Activity.
Extract every line below that contains the word "BTreeMap".

╭─ Input for this task

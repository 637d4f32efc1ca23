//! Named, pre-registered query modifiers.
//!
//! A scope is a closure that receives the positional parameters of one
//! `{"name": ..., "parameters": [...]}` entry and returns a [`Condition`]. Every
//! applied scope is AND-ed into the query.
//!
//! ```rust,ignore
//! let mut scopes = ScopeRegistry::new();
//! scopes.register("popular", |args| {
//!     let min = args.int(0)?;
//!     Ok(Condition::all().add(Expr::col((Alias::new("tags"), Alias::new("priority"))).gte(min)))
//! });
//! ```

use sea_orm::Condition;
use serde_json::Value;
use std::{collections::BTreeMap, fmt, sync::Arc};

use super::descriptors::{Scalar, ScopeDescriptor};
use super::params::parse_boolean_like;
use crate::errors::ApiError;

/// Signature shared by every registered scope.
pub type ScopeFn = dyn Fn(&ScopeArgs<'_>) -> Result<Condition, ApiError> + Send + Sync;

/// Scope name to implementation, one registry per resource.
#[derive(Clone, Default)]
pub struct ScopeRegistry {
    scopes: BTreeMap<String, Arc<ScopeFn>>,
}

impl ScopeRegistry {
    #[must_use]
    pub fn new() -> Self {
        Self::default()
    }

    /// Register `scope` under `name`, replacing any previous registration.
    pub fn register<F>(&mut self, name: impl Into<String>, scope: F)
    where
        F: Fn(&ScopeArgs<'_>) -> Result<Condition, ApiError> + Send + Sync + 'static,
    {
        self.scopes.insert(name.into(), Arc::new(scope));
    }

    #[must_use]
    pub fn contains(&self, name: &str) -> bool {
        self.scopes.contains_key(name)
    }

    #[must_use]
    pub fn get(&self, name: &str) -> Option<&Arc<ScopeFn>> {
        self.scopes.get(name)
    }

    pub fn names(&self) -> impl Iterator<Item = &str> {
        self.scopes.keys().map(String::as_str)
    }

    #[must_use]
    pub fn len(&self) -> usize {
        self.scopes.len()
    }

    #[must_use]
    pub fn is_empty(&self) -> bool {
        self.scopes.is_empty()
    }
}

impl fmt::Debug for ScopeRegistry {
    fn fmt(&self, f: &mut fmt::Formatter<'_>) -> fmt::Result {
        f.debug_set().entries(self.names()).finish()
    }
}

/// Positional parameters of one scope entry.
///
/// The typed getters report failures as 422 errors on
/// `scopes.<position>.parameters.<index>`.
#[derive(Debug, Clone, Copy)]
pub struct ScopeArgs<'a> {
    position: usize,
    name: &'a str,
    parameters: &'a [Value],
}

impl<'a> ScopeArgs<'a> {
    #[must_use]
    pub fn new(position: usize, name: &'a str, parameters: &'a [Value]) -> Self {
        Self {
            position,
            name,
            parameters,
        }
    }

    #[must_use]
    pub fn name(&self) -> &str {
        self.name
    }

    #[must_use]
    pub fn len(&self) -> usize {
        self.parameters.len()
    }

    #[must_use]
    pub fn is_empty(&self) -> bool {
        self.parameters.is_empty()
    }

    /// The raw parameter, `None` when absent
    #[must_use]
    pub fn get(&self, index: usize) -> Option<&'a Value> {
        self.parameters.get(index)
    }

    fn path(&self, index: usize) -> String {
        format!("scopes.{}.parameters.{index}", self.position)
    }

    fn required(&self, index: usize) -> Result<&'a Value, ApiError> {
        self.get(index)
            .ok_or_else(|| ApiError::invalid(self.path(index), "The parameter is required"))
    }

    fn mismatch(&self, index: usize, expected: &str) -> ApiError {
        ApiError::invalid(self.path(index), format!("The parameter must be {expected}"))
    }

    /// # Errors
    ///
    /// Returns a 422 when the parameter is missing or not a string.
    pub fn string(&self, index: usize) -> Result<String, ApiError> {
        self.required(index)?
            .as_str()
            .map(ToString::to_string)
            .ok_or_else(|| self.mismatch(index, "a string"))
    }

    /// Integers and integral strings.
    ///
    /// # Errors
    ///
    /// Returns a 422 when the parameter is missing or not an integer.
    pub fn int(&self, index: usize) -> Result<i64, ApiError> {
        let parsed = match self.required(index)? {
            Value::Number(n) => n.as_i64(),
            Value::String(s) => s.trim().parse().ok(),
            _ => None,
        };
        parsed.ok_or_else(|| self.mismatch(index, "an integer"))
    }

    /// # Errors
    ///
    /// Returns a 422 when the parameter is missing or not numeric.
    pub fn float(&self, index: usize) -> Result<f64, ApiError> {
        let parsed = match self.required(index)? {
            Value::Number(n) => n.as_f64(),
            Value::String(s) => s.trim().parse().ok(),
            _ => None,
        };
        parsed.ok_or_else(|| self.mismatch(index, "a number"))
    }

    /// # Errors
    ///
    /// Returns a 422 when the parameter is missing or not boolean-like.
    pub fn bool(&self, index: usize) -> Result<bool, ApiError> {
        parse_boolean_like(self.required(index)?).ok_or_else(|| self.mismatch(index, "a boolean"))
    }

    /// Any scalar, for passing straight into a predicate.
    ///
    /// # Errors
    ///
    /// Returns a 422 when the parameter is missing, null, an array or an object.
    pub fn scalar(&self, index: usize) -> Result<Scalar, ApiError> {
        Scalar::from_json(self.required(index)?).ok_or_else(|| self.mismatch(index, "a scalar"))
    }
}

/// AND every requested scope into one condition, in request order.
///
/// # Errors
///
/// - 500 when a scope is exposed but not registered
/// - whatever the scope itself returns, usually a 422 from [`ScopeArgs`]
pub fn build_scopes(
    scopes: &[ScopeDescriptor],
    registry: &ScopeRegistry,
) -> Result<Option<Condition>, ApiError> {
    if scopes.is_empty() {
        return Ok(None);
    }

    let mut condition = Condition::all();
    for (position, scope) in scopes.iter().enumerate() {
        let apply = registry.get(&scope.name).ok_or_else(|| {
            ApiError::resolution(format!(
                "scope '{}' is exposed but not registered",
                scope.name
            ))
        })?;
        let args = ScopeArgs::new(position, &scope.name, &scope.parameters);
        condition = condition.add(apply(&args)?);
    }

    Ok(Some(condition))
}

╰─
╭─ Input for this task

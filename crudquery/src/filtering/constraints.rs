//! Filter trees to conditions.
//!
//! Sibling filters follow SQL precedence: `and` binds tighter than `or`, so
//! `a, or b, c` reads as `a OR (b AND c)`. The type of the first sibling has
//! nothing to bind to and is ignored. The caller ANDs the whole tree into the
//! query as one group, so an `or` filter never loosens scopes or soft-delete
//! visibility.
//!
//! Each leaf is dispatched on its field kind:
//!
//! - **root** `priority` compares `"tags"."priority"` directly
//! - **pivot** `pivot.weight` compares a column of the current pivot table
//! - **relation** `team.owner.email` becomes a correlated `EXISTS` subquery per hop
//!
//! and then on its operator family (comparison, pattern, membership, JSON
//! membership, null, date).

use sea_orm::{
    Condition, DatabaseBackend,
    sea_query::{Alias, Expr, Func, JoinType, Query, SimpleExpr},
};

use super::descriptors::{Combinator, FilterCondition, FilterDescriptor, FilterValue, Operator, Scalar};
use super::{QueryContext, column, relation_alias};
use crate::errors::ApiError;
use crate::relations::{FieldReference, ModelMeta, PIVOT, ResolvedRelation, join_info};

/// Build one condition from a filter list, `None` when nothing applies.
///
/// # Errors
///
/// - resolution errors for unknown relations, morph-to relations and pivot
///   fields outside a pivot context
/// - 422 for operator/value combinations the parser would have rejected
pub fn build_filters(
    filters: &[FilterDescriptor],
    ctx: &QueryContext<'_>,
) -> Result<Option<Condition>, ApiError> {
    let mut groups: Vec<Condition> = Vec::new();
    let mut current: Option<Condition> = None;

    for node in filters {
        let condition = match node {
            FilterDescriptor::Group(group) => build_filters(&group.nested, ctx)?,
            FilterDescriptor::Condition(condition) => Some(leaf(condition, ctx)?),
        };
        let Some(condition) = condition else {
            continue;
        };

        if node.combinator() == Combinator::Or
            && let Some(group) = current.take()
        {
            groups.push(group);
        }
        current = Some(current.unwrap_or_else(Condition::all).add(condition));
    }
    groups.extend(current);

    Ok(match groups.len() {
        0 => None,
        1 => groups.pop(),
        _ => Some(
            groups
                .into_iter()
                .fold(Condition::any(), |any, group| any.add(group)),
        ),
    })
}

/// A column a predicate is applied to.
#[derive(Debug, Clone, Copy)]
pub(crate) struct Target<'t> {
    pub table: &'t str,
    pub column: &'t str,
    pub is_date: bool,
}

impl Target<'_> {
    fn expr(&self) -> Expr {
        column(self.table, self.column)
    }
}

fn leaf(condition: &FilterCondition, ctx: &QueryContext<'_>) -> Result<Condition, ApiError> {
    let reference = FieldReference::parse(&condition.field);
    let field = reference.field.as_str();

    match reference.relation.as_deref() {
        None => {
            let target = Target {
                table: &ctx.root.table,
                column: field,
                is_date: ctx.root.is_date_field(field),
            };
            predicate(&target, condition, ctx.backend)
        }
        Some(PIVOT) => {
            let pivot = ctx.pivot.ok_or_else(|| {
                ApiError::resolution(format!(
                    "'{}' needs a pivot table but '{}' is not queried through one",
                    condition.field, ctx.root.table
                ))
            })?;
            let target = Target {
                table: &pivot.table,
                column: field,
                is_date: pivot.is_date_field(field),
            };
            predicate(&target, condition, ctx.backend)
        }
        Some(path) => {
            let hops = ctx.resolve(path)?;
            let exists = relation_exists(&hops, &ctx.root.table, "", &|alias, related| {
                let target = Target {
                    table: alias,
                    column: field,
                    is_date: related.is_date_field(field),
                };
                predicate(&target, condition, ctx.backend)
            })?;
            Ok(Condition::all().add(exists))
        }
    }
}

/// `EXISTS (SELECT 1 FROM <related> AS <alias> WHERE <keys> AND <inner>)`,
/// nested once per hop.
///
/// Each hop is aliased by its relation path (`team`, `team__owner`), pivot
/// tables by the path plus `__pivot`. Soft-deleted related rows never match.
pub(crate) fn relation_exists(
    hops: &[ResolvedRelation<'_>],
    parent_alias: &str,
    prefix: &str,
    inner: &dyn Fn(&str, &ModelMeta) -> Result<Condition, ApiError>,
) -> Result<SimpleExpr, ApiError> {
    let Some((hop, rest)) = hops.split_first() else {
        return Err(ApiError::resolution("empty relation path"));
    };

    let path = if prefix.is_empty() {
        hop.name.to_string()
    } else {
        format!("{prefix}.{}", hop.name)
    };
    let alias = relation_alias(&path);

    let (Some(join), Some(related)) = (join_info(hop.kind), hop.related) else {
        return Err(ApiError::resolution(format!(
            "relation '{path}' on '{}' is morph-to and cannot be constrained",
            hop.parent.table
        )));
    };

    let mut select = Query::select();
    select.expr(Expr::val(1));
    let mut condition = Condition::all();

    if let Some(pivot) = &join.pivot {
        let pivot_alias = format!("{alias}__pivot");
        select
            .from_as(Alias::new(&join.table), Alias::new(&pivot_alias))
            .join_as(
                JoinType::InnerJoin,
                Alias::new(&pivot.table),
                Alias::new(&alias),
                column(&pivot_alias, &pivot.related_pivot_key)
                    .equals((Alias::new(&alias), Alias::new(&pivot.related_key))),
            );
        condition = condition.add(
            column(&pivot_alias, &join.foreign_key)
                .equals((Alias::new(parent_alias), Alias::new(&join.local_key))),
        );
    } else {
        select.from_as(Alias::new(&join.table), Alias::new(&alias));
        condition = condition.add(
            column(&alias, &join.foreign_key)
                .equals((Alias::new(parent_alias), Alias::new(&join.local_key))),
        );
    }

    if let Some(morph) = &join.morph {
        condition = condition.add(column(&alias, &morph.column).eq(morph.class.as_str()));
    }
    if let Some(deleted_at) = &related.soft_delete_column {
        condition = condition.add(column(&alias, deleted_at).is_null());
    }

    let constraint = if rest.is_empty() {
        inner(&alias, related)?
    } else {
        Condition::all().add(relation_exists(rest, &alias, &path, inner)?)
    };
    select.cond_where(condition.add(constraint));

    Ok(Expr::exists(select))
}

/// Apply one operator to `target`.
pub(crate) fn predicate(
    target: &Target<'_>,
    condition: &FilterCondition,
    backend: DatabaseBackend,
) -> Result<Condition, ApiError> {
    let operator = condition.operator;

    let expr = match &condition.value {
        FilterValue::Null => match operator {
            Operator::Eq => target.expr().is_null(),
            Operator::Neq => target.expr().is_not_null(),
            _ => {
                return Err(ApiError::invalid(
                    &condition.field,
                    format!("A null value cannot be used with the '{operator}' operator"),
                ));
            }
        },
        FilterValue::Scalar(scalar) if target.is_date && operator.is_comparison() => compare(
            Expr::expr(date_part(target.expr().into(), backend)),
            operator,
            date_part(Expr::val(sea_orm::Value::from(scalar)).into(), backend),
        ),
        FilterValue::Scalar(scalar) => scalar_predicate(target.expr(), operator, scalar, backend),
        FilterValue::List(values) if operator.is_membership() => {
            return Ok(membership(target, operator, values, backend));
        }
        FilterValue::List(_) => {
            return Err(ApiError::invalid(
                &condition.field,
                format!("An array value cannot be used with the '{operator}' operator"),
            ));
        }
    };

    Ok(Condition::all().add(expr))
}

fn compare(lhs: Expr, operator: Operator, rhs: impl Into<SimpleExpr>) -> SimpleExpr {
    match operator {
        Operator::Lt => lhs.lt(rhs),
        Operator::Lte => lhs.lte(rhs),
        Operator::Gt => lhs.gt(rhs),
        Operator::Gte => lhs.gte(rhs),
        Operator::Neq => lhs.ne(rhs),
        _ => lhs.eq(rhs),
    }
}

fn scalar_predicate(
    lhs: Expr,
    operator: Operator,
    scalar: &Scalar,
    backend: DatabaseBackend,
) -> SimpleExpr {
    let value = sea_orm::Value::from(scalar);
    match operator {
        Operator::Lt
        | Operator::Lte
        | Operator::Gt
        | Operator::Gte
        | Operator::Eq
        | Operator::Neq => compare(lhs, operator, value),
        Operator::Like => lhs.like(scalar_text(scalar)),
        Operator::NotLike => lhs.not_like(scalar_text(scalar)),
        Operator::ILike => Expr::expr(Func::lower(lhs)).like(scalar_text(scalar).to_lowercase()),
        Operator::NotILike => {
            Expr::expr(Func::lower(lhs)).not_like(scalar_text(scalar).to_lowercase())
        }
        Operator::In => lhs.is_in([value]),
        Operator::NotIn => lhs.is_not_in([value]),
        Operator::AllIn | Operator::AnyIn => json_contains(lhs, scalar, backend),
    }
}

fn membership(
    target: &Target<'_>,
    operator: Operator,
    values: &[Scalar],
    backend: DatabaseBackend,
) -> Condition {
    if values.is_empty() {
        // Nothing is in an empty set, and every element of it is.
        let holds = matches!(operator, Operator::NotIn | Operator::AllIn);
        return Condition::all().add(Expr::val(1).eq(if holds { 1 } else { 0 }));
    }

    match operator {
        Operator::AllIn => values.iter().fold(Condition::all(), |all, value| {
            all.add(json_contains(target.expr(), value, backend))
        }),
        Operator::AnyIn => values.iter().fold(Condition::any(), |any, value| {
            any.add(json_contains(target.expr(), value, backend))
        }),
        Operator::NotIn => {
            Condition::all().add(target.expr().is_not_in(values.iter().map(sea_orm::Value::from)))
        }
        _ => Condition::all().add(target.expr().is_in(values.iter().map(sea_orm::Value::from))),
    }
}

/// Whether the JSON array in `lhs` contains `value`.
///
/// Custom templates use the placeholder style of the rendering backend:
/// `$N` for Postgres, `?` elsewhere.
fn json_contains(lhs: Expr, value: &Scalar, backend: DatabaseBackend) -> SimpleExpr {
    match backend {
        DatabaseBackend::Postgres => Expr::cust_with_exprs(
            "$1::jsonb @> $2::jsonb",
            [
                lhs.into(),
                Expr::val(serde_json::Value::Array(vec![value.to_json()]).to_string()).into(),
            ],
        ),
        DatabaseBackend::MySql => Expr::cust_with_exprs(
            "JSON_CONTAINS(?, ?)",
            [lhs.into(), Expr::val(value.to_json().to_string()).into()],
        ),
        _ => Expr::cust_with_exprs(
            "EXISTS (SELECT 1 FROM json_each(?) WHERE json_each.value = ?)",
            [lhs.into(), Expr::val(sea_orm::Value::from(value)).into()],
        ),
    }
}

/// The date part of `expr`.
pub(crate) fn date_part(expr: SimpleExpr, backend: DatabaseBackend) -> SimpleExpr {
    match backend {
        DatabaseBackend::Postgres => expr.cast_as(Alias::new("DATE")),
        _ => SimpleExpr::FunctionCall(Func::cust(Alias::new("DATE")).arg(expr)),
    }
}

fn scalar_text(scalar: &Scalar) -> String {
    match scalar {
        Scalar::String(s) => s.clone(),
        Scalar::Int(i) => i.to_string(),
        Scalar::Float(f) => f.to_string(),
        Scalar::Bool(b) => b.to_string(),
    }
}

╰─

Exercise solution.
use std::{collections::BTreeMap, fmt, sync::Arc};
    scopes: BTreeMap<String, Arc<ScopeFn>>,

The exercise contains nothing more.